Friends also helped, one friend came over just to pat me to sleep; another would talk to me ’til early hours of the morning. It was around that time I received some crucial advice, advice which I accredit to reshaping my life. And it was this: “Don’t be afraid to fight with your mind. Stop sleeping with the lights on, turn everything off. Retrain the way you think and feel. You’re experiencing a battle with self”.

Funny isn’t it? Just a few simple words and suddenly I remembered that I’m the one who controls my mind: it does not control me. I clung to those words religiously: It took six months post-breakup to sleep with the lights off. Six months until the panic attacks, night terrors and sleep paralysis stopped.

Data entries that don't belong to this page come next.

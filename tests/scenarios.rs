use egui::{Rect, pos2, vec2};
use image::Rgba;

use layerfe::components::tools::{BrushType, ToolProperties};
use layerfe::compositor::{CompositeOptions, compose};
use layerfe::settings::EditorSettings;
use layerfe::surface::ResampleFilter;
use layerfe::{EditError, EditorSession, SymmetryMode};

fn session(w: u32, h: u32) -> EditorSession {
    let settings = EditorSettings {
        default_width: w,
        default_height: h,
        ..Default::default()
    };
    EditorSession::new(settings).unwrap()
}

/// Background layer painted with a gradient that is unique per pixel.
fn gradient_session(w: u32, h: u32) -> EditorSession {
    let mut s = session(w, h);
    let layer = s.document.active_layer_mut().unwrap();
    for y in 0..h {
        for x in 0..w {
            layer.pixels.put_pixel(x, y, Rgba([(x * 4) as u8, (y * 4) as u8, 100, 255]));
        }
    }
    s
}

fn is_painted(s: &EditorSession, x: u32, y: u32) -> bool {
    s.document.active_pixel(x, y).is_some_and(|p| p[3] > 0)
}

#[test]
fn compose_is_pure() {
    let mut s = gradient_session(32, 24);
    s.add_layer().unwrap();
    s.pointer_down(pos2(10.0, 10.0)).unwrap();
    s.pointer_move(pos2(20.0, 12.0));
    s.pointer_up();
    let opts = CompositeOptions::default();
    let a = compose(&s.document, &opts).unwrap();
    let b = compose(&s.document, &opts).unwrap();
    assert_eq!(a, b);
    assert_eq!(s.composite_png().unwrap(), s.composite_png().unwrap());
}

#[test]
fn undo_then_redo_restores_the_composite() {
    let mut s = gradient_session(40, 40);
    let id = s.add_layer().unwrap();
    s.pointer_down(pos2(5.0, 5.0)).unwrap();
    s.pointer_move(pos2(30.0, 30.0));
    s.pointer_up();
    s.set_opacity(id, 0.4).unwrap();
    s.rotate(layerfe::ops::transform::Rotation::Cw90).unwrap();

    let before = s.composite().unwrap();
    assert!(s.undo());
    assert_ne!(s.composite().unwrap(), before);
    assert!(s.redo());
    assert_eq!(s.composite().unwrap(), before);
}

#[test]
fn history_never_exceeds_its_bound() {
    let settings = EditorSettings {
        default_width: 8,
        default_height: 8,
        max_undo_steps: 3,
        ..Default::default()
    };
    let mut s = EditorSession::new(settings).unwrap();
    for _ in 0..4 {
        s.add_layer().unwrap();
        assert!(s.history.len() <= 3);
    }
    assert_eq!(s.document.layer_count(), 5);
    assert!(s.undo());
    assert!(s.undo());
    assert!(!s.undo());
    // Oldest retained state has three layers; the original single layer is gone.
    assert_eq!(s.document.layer_count(), 3);
}

#[test]
fn crop_maps_pixels_from_the_floored_origin() {
    let mut s = gradient_session(40, 30);
    let before = s.document.clone();
    s.crop(Rect::from_min_size(pos2(5.7, 3.2), vec2(10.9, 8.5))).unwrap();
    assert_eq!((s.document.width(), s.document.height()), (10, 8));
    for j in 0..8 {
        for i in 0..10 {
            assert_eq!(s.document.active_pixel(i, j), before.active_pixel(5 + i, 3 + j));
        }
    }
}

#[test]
fn degenerate_crop_and_resize_leave_document_untouched() {
    let mut s = gradient_session(10, 10);
    let history = s.history.len();
    assert!(matches!(
        s.crop(Rect::from_min_size(pos2(1.0, 1.0), vec2(0.5, 4.0))),
        Err(EditError::InvalidGeometry { .. })
    ));
    assert!(matches!(s.resize_image(0, 5), Err(EditError::InvalidGeometry { .. })));
    assert_eq!((s.document.width(), s.document.height()), (10, 10));
    assert_eq!(s.history.len(), history);
}

#[test]
fn radial_four_paints_quarter_turns_about_the_centre() {
    let mut s = session(100, 100);
    s.brush.properties = ToolProperties {
        size: 2.0,
        symmetry: SymmetryMode::Radial(4),
        ..Default::default()
    };
    let p = pos2(70.5, 50.5);
    s.pointer_down(p).unwrap();
    s.pointer_up();

    let centre = pos2(50.0, 50.0);
    let radius = p.distance(centre);
    let expected = [pos2(70.5, 50.5), pos2(49.5, 70.5), pos2(29.5, 49.5), pos2(50.5, 29.5)];
    for q in expected {
        assert!((q.distance(centre) - radius).abs() < 1e-3);
        assert!(is_painted(&s, q.x as u32, q.y as u32), "no paint at {q:?}");
    }
    assert!(!is_painted(&s, 70, 70));
    assert!(!is_painted(&s, 50, 50));
}

#[test]
fn half_blue_over_red_is_purple() {
    let mut s = session(100, 100);
    s.document.active_layer_mut().unwrap().pixels.fill(Rgba([255, 0, 0, 255]));
    let top = s.add_layer().unwrap();
    s.document.layer_mut(top).unwrap().pixels.fill(Rgba([0, 0, 255, 255]));
    s.set_opacity(top, 0.5).unwrap();

    let out = s.composite().unwrap();
    for (x, y) in [(0, 0), (50, 50), (99, 99)] {
        let px = out.get_pixel(x, y);
        assert!((127..=128).contains(&px[0]), "{px:?}");
        assert_eq!(px[1], 0);
        assert!((127..=128).contains(&px[2]), "{px:?}");
        assert_eq!(px[3], 255);
    }
}

#[test]
fn single_dab_undoes_and_redoes() {
    let mut s = session(50, 50);
    s.brush.properties.size = 10.0;
    s.pointer_down(pos2(25.0, 25.0)).unwrap();
    s.pointer_up();
    assert!(is_painted(&s, 25, 25));
    assert_eq!(s.history.undo_description(), Some("Brush Stroke"));

    assert!(s.undo());
    assert!(s.document.layers()[0].pixels.pixels().iter().all(|&b| b == 0));
    assert!(s.redo());
    assert_eq!(s.document.active_pixel(25, 25), Some(Rgba([0, 0, 0, 255])));
}

#[test]
fn resize_round_trip_keeps_dimensions() {
    let mut s = gradient_session(100, 100);
    s.resize_image_with(50, 50, ResampleFilter::Bilinear).unwrap();
    assert_eq!((s.document.width(), s.document.height()), (50, 50));
    s.resize_image_with(100, 100, ResampleFilter::Bilinear).unwrap();
    assert_eq!((s.document.width(), s.document.height()), (100, 100));
    assert!(s.document.layers().iter().all(|l| l.pixels.dimensions() == (100, 100)));
    assert_eq!(s.composite().unwrap().dimensions(), (100, 100));
}

#[test]
fn clone_stamp_copies_the_pre_stroke_composite() {
    let mut s = gradient_session(60, 60);
    let original = s.composite().unwrap();
    s.brush.properties = ToolProperties {
        size: 1.0,
        brush_type: BrushType::Clone,
        ..Default::default()
    };
    s.set_clone_source(pos2(10.5, 10.5));
    s.pointer_down(pos2(30.5, 30.5)).unwrap();
    assert_eq!(s.brush.clone_stamp.offset, Some(vec2(-20.0, -20.0)));
    s.pointer_move(pos2(40.5, 40.5));
    s.pointer_up();

    assert_eq!(s.document.active_pixel(40, 40), Some(original.get_pixel(20, 20)));
    assert_eq!(s.document.active_pixel(30, 30), Some(original.get_pixel(10, 10)));
    assert_eq!(s.history.undo_description(), Some("Clone Stamp"));
}

#[test]
fn eraser_stroke_clears_alpha() {
    let mut s = gradient_session(20, 20);
    s.brush.properties.brush_type = BrushType::Eraser;
    s.pointer_down(pos2(10.0, 10.0)).unwrap();
    s.pointer_leave();
    assert_eq!(s.document.active_pixel(10, 10).map(|p| p[3]), Some(0));
    assert_eq!(s.history.undo_description(), Some("Eraser"));
}

#[test]
fn remote_results_install_as_fitted_layers() {
    let mut s = session(40, 20);
    let square = layerfe::io::encode_png(&layerfe::PixelSurface::filled(10, 10, Rgba([9, 9, 9, 255])).unwrap()).unwrap();
    let id = s.install_result_as_layer(&square, "result").unwrap();
    let layer = s.document.layer(id).unwrap();
    assert_eq!(layer.pixels.dimensions(), (40, 20));
    // 10×10 scaled ×2 and centred horizontally: columns 10..30.
    assert_eq!(layer.pixels.get_pixel(20, 10), Rgba([9, 9, 9, 255]));
    assert_eq!(layer.pixels.get_pixel(5, 10)[3], 0);
    assert_eq!(layer.pixels.get_pixel(35, 10)[3], 0);
    assert_eq!(s.document.active_layer_id(), Some(id));
    assert_eq!(s.history.undo_description(), Some("Insert Image"));
}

I received no medication or counseling, I retrained my brain and used the help of good people around. In six months I was able to do all of the things I had stopped.

If you find yourself down a black hole, use this blog for the light. There are so many people suffering with mental health issues or stuck in abusive relationships – the degrees of severity vary.

Had I not left Lyle, or continued to smoke weed; had I not questioned my delirium – I would have found myself eternally stuck. I remember a time when I didn’t want to leave the house, when going out and enjoying myself was more of a chore or challenge.

Take it from me, there are numerous ways to self-heal. If you find yourself battling with mental-health or post traumatic stress, try every alternative method before accepting the drugs. That’s my advice. Change your diet, change your scenery, start challenging your thoughts of fear and see if you’re able to reverse your condition. We are all warriors in our own right, sometimes it just takes the support of a few good people and a strong dose of courage to finally see the light. Like me, I promise you can find it.